Said goodbye to my host family, had brekky and took a 7 hour bus trip from Mombasa to Mokowe. Once there, I got a boat to Lamu Island, then another boat to Shela Beach. I met Moses, a friend of a friend, who has kindly let me stay at his home (for a very reasonable price!). Nice man, but went to shake his hand and turned into an awkward hug, then asked me who he looked like, I said um, the president of Kenya, more awkwardness and silence (I should have said his son Timo who I know well. President, really Beth?). Got to his house by a maze of alleyways, very cool white wash cement houses. Rama, the houseboy, said "You know what that symbol drawn in the concrete pathway is?" Yes, it's the Peugeot logo. Someone must like them cars. "Well the CEO of Peugeot lives in that house". Wow. Doesn't own a Peugeot, owns the whole company! For some reason this impresses me.Moses house is so airy and cool. First level is bedrooms, kitchen (basic but lots of bench space), second level up through windy concrete steps is the outdoor area and dining table, a loungy bed area and cushiony seating in the sun. You can see the beach and the town below.And he has a LIBRARY. My gosh was I in heaven. My main reason for coming to Lamu was to unwind, relax, take swims in the ocean and read. SO yeah, ticked all said boxes. Was a bit parched and hungry after bus trip, but due to Ramadan (and this place is 99% Muslim) all cafes and restaurants are closed in the day. I think it's to ward off temptation. So Rama sorted out a delicious lunch on the rooftop and I was stuffed. He then took me for a trip down to the beach which is so baron and goes on forever, you feel like you're in a weird arab desert land, except that there's a big-ass ocean. Also took me to the neighbouring village in the sand dunes with huts made out of sticks and sheet metal. Saw people collecting water from the well, looks like hard work. There are no roads in Lamu, just little sandy alleyways that you walk or ride a donkey along. I like these donkeys. One came up to me on the beach when I was chatting to a local and started nuzzling me. So I scratched his ear and he leaned on me for a bit. Donkeys are the forgotten pack animal I say! Hooray for the donkey!!

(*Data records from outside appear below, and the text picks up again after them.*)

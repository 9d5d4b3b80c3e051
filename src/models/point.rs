//! Planar point type for Euclidean instances.

use rand::Rng;
use serde::{Deserialize, Serialize};

/// A location in the plane.
///
/// # Examples
///
/// ```
/// use u_tour::models::Point;
///
/// let a = Point::new(0.0, 0.0);
/// let b = Point::new(3.0, 4.0);
/// assert!((a.distance_to(&b) - 5.0).abs() < 1e-10);
/// ```
#[derive(Debug, Clone, Copy, PartialEq, Serialize, Deserialize)]
pub struct Point {
    x: f64,
    y: f64,
}

impl Point {
    /// Creates a point at the given coordinates.
    pub fn new(x: f64, y: f64) -> Self {
        Self { x, y }
    }

    /// X-coordinate.
    pub fn x(&self) -> f64 {
        self.x
    }

    /// Y-coordinate.
    pub fn y(&self) -> f64 {
        self.y
    }

    /// Euclidean distance to another point.
    pub fn distance_to(&self, other: &Point) -> f64 {
        let dx = self.x - other.x;
        let dy = self.y - other.y;
        (dx * dx + dy * dy).sqrt()
    }

    /// Draws `n` points uniformly from the square `[0, side) × [0, side)`.
    ///
    /// Returns an empty vector when `side` is not a positive finite number.
    pub fn random_square<R: Rng>(n: usize, side: f64, rng: &mut R) -> Vec<Point> {
        if !side.is_finite() || side <= 0.0 {
            return Vec::new();
        }
        (0..n)
            .map(|_| Point::new(rng.random_range(0.0..side), rng.random_range(0.0..side)))
            .collect()
    }
}

#[cfg(test)]
mod tests {
    use super::*;
    use rand::rngs::StdRng;
    use rand::SeedableRng;

    #[test]
    fn test_point_new() {
        let p = Point::new(10.0, 20.0);
        assert_eq!(p.x(), 10.0);
        assert_eq!(p.y(), 20.0);
    }

    #[test]
    fn test_point_distance_symmetric() {
        let a = Point::new(1.0, 2.0);
        let b = Point::new(4.0, 6.0);
        assert!((a.distance_to(&b) - 5.0).abs() < 1e-10);
        assert!((a.distance_to(&b) - b.distance_to(&a)).abs() < 1e-10);
    }

    #[test]
    fn test_random_square_bounds() {
        let mut rng = StdRng::seed_from_u64(42);
        let points = Point::random_square(50, 100.0, &mut rng);
        assert_eq!(points.len(), 50);
        for p in &points {
            assert!((0.0..100.0).contains(&p.x()));
            assert!((0.0..100.0).contains(&p.y()));
        }
    }

    #[test]
    fn test_random_square_invalid_side() {
        let mut rng = StdRng::seed_from_u64(1);
        assert!(Point::random_square(5, 0.0, &mut rng).is_empty());
        assert!(Point::random_square(5, f64::NAN, &mut rng).is_empty());
    }

    #[test]
    fn test_random_square_reproducible() {
        let a = Point::random_square(10, 100.0, &mut StdRng::seed_from_u64(7));
        let b = Point::random_square(10, 100.0, &mut StdRng::seed_from_u64(7));
        assert_eq!(a, b);
    }
}
//! Nearest-neighbor constructive heuristic.
//!
//! Builds a tour greedily: starting from a given node, always travel to the
//! nearest unvisited node, then return to the start once every node has
//! been visited.
//!
//! # Complexity
//!
//! O(n²) cost lookups where n = number of nodes.
//!
//! # Reference
//!
//! This is the simplest constructive heuristic for the TSP. While solution
//! quality is typically 20-25% above optimal, it provides a fast baseline.

use crate::cost::CostOracle;
use crate::error::{Result, TourError};
use crate::models::{Cycle, Node};

use super::seed::distinct_nodes;

/// Constructs a tour using the nearest-neighbor heuristic.
///
/// Unvisited nodes are scanned in universe order and a candidate replaces
/// the running best when its cost is less than *or equal to* it, so among
/// equally near nodes the one scanned last is chosen.
///
/// Returns the closed tour and its total cost. A universe of one node gives
/// `[start, start]` at cost 0; the self-arc is never looked up.
///
/// # Errors
///
/// [`TourError::EmptyUniverse`] if `universe` is empty,
/// [`TourError::NodeNotFound`] if `start` is not in `universe`, and
/// [`TourError::MissingEdgeCost`] for any undefined arc.
///
/// # Examples
///
/// ```
/// use u_tour::constructive::nearest_neighbor;
/// use u_tour::cost::CostTable;
///
/// let mut costs = CostTable::new();
/// costs.insert_symmetric("A", "B", 1.0);
/// costs.insert_symmetric("B", "C", 2.0);
/// costs.insert_symmetric("A", "C", 10.0);
///
/// let (tour, cost) = nearest_neighbor(&["A", "B", "C"], &costs, &"A").unwrap();
/// assert_eq!(tour.nodes(), &["A", "B", "C", "A"]);
/// assert!((cost - 13.0).abs() < 1e-10);
/// ```
pub fn nearest_neighbor<N, C>(universe: &[N], costs: &C, start: &N) -> Result<(Cycle<N>, f64)>
where
    N: Node,
    C: CostOracle<N> + ?Sized,
{
    if universe.is_empty() {
        return Err(TourError::EmptyUniverse);
    }
    if !universe.contains(start) {
        return Err(TourError::node_not_found(start));
    }

    let mut unvisited: Vec<N> = distinct_nodes(universe)
        .into_iter()
        .filter(|n| n != start)
        .collect();
    let mut path = Vec::with_capacity(unvisited.len() + 2);
    path.push(start.clone());
    let mut total = 0.0;

    while !unvisited.is_empty() {
        let end = &path[path.len() - 1];
        let mut best: Option<(usize, f64)> = None;
        for (i, node) in unvisited.iter().enumerate() {
            let c = costs.cost(end, node)?;
            if best.is_none_or(|(_, b)| c <= b) {
                best = Some((i, c));
            }
        }
        // The loop guard ensures at least one candidate was scanned.
        if let Some((idx, c)) = best {
            path.push(unvisited.remove(idx));
            total += c;
        }
    }

    if path.len() > 1 {
        total += costs.cost(&path[path.len() - 1], start)?;
    }
    path.push(start.clone());

    let cycle = Cycle::from_closed(path)?;
    tracing::debug!(
        heuristic = "nearest_neighbor",
        nodes = cycle.num_nodes(),
        cost = total,
        "tour constructed"
    );
    Ok((cycle, total))
}

/// Runs [`nearest_neighbor`] from every node and keeps the cheapest tour.
///
/// Start nodes are tried in universe order; a later tour replaces the
/// incumbent only if it is strictly cheaper.
pub fn best_nearest_neighbor<N, C>(universe: &[N], costs: &C) -> Result<(Cycle<N>, f64)>
where
    N: Node,
    C: CostOracle<N> + ?Sized,
{
    let mut best: Option<(Cycle<N>, f64)> = None;
    for start in distinct_nodes(universe) {
        let (cycle, cost) = nearest_neighbor(universe, costs, &start)?;
        if best.as_ref().is_none_or(|(_, b)| cost < *b) {
            best = Some((cycle, cost));
        }
    }
    best.ok_or(TourError::EmptyUniverse)
}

 I like how here people don't expect you to know Swahili but when you do, it makes them happy. And I like practising. By the time I leave Kenya, I want to be able to hold a decent conversation in full Swahili, that's my goal. And sleep in. And tan my pasty stomach (damn that one-piece). And eat as many sea dwelling creatures as I can!
Security around here is very deceptive though. I went to the beach this morning, but made sure I was around other people and close to the shops. When I got back to the house Moses freaked out and said "don't ever go to the beach on your own, a girl got raped there in pure daylight not too long ago", and that in turn freaked me out. Even walking the 20 minute track from Shela to Lamu is considered 'potential rape alley' so against the little naggy scrooge in my head, I will fork out the 400shillings needed to take a speedboat back to the house just to be on the safe side. Besides, mum and dad would kill me if I tried walking.
 I'm always careful about where I walk around (always thinking I may need witnesses if anyone did try to attack me) but just to know that this supposedly friendly town can have a dark side surprised me. I guess every town in the entire world has a good and bad side.

OK back to the bright side, absolutely love Lamu and is well worth the 7 hour trip. Gonna try some fishing and ride a donkey tomorrow, let you know how that goes!